Closed Incision Negative Pressure Therapy in Oncological Breast Surgery

Comparison With Standard Care Dressings

Pietro M. Ferrando, MD, PhD; Ada Ala, MD; Riccardo Bussone, MD; Laura Bergamasco, PhD; Federica Actis Perinetti, MD; Fabrizio Malan, MD

Disclosures

Plast Reconstr Surg Glob Open. 2018;6(6):e1732 

In This Article

Abstract and Introduction

Abstract

Background: Negative pressure wound therapy was developed for treating wounds associated with unfavorable healing factors. The principles of the negative pressure wound therapy applied on clean and closed surgical incision originate the closed incision negative pressure therapy (ciNPT). We evaluated the use of ciNPT in the setting of oncological breast surgery.
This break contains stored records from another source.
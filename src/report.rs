//! Human-readable rendering of a running or finished operation.

use crate::machine::OpStatus;
use crate::operation::Operation;

/// What [`report_operation`] includes beyond the state line.
#[derive(Debug, Clone, Copy)]
pub struct ReportOptions {
    /// Render the sequence's step list with done/current markers.
    pub show_steps: bool,
    /// Render the current env bindings.
    pub show_env: bool,
    /// Render the recorded history.
    pub show_history: bool,
}

impl Default for ReportOptions {
    fn default() -> Self {
        Self {
            show_steps: true,
            show_env: false,
            show_history: false,
        }
    }
}

/// Pretty-print an operation's current status.
///
/// History entries are sanitized by construction: only the state name,
/// result, fail reason, and env appear — never the completion slot,
/// armed timers, or frame bookkeeping.
pub fn report_operation(op: &Operation, options: &ReportOptions) -> String {
    render_status(&op.status(), options)
}

fn render_status(status: &OpStatus, options: &ReportOptions) -> String {
    let mut out = String::new();
    out.push_str("operation ");
    out.push_str(status.name.as_deref().unwrap_or("(anonymous)"));
    out.push_str(": ");
    out.push_str(&status.state.to_string());
    out.push('\n');

    if !status.result.is_null() {
        out.push_str(&format!("  result: {}\n", status.result));
    }
    if let Some(reason) = &status.fail_reason {
        out.push_str(&format!("  fail-reason: {reason}\n"));
    }

    if options.show_steps && !status.steps.is_empty() {
        out.push_str("  steps:\n");
        for step in &status.steps {
            let marker = if step.current {
                '>'
            } else if step.done {
                'x'
            } else {
                ' '
            };
            out.push_str(&format!("    [{marker}] {}", step.op_sym));
            if !step.syms.is_empty() {
                out.push_str(&format!("  -> {}", step.syms.join(", ")));
            }
            out.push('\n');
        }
    }

    if !status.children.is_empty() {
        out.push_str("  children:\n");
        for child in &status.children {
            out.push_str(&format!("    #{}: {}\n", child.index, child.state));
        }
    }

    if options.show_env {
        if let Some(env) = &status.env {
            if !env.is_empty() {
                out.push_str("  env:\n");
                for (name, value) in env.iter() {
                    out.push_str(&format!("    {name} = {value}\n"));
                }
            }
        }
    }

    if options.show_history && !status.history.is_empty() {
        out.push_str("  history:\n");
        for entry in &status.history {
            out.push_str(&format!("    {}", entry.state));
            if let Some(reason) = &entry.fail_reason {
                out.push_str(&format!("  ({reason})"));
            }
            out.push('\n');
        }
    }

    out
}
Methods: From January 1, 2015, to June 31, 2015, we prospectively selected 37 patients undergoing oncological breast surgery with a minimum of 4 risk factors. Seventeen patients (25 surgeries) voluntary tested ciNPT (ciNPT sample), whereas the remaining 20 (22 surgeries) chose conventional postsurgery dressing (Standard Care sample). Follow-up controls to evaluate postsurgical complications were performed on days 7, 14, 30, and 90. At 12 months, the quality of life, scar, and overall aesthetic outcomes were evaluated with specific questionnaires filled in by surgeon and patient. The Standard Care sample was investigated on risk factors associated with poor healing.
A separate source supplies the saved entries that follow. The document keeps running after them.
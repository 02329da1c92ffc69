//! # fsmop
//!
//! Composable finite-state-machine operations for async Rust.
//!
//! A unit of asynchronous work is an FSM with a fixed terminal
//! vocabulary (`completed`, `failed`, `aborted`, `timed-out`).
//! Specifications are pure values; combinators build larger machines out
//! of smaller ones by merging their state graphs; the runtime
//! materializes a specification into a running operation whose status is
//! observable, whose result is awaitable, and which can be externally
//! aborted.
//!
//! ## Features
//!
//! - **Primitives**: [`result`], [`succeed`], [`fail`], [`delay`]
//! - **Combinators**: [`sequence`], [`parallel`], [`reduce`],
//!   [`timeout`] — each preserves the terminal vocabulary
//! - **Binding comprehension**: the [`dofsm!`] macro threads each step's
//!   typed result into the steps after it
//! - **Cooperative cancellation**: `abort` propagates down the active
//!   child chain
//! - **Introspection**: consistent status snapshots and a
//!   [`report_operation`] pretty-printer
//!
//! ## Quick start
//!
//! ```
//! use fsmop::{dofsm, operate, parallel, result, Outcome, Value};
//!
//! tokio_test::block_on(async {
//!     let spec = dofsm! { fetch_both,
//!         pair <= parallel([result(1), result(2)]);
//!         => pair
//!     };
//!     let op = operate(spec);
//!     assert_eq!(
//!         op.wait().await,
//!         Outcome::Completed(Value::List(vec![Value::Int(1), Value::Int(2)]))
//!     );
//! });
//! ```

#![warn(missing_docs)]

mod builder;
mod error;
mod machine;
mod operation;
mod parallel;
mod pools;
mod primitives;
mod reduce;
mod report;
mod sequence;
mod state;
mod steps;
mod timeout;
mod value;

pub use builder::SpecBuilder;
pub use error::{FailReason, OpError, OpResult, StepError};
pub use machine::{
    ChildStatus, Event, EventKind, Feature, Flow, FsmSpec, Handler, Hook, Machine, OpStatus,
    State, StepStatus,
};
pub use operation::{operate, operate_on, CompletionSlot, Operation, Outcome};
pub use parallel::parallel;
pub use pools::{Pools, TimerHandle};
pub use primitives::{delay, fail, result, succeed, succeed_if, TimeUnit};
pub use reduce::reduce;
pub use report::{report_operation, ReportOptions};
pub use sequence::{sequence, SequenceBuilder};
pub use state::{Frame, HistoryEntry, OpSnapshot, ParFrame, SeqFrame, StateData, TimeoutId};
pub use steps::{Pattern, ResultFn, SpecFn, StepRecord};
pub use timeout::timeout;
pub use value::{Env, Value};

pub mod prelude {
    //! Convenient imports for typical use.

    pub use crate::{
        delay, dofsm, fail, operate, operate_on, parallel, reduce, report_operation, result,
        sequence, succeed, succeed_if, timeout, Env, FailReason, FsmSpec, OpError, Operation,
        Outcome, Pattern, Pools, ReportOptions, SequenceBuilder, StepError, TimeUnit, Value,
    };
}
Results: The ciNPT sample showed a significant prevalence of high risk factors, especially extensive undermining and bilateral surgeries, and a predominance of women under 65 years; only 1/25 (4%) surgical procedures was followed by complications. In the Standard Care sample, 10 of 22 surgeries (45%) were followed by complications. The difference in complication rate between the 2 samples was significant. The BIS (Body Image Scale) scores suggested that most patients were satisfied with their body image regardless of the type of dressing. All other questionnaire scores clearly vouched for a significant superiority of the ciNPT. Previous surgery ≤ 30 days emerged as the surgery-related high risk factor most frequently associated with postsurgery complications.

Conclusion: The results of our study support the use of ciNPT in oncological breast surgery: it showed to be a well-tolerated, adaptable, and reliable dressing capable of reducing postsurgical complications and improving scar outcomes in patients presenting with high risk factors.

Introduction

Oncologic breast surgery, employing techniques ranging from more conservative breast-conserving surgery (BCS) to intermediate oncoplastic surgery[1–3] (OPS) to more radical ones (mastectomies, with or without tissue sparing and reconstructions), is an expanding and increasingly demanding field of surgery. The literature reports overall complication rates up to 35% for BCS cases,[4,5] 50% for breast reconstruction,[6,7] and 30% for OPS.[8] Postsurgical complications affect the quality of life, increase the costs of the health system, and may delay the beginning of adjuvant therapies.[9]

Negative pressure wound therapy was developed for treating wounds associated with unfavorable healing factors.[10] It proved to be effective in the treatment of many chronic[11] and surgical wounds,[12] including breast surgery.[13] The principles of the negative pressure wound therapy applied on clean and closed surgical incision originate the closed incision negative pressure therapy (ciNPT). A 2016 international consensus conference stated that the use of ciNPT in surgical procedures on high-risk patients appears to have the potential for reducing surgical incision complications and health care costs.[14]

In our institution, ciNPT with Prevena (KCI, an Acelity company, Sant Antonio, Tex.) is currently being used on abdominal wall reconstruction incisions of high-risk patients and on pathological scar revisions of severely burned patients, with good results in terms of suture dehiscence rate and scar features.[15] Our hypothesis was that ciNPT with Prevena could give better results than the conventional dressing also in patients undergoing complex oncological breast surgeries and reconstructions. We thus performed a small-size study including the presurgery evaluation of patient- and surgery-related risk factors and the postsurgery estimation of wound complications and aesthetic outcomes. Our aim was to obtain an indication on 2 issues: (1) efficacy of ciNPT compared with Standard Care; (2) risk factors associated with a poor outcome in the Standard Care sample that could be considered strong advocates of the use of ciNPT.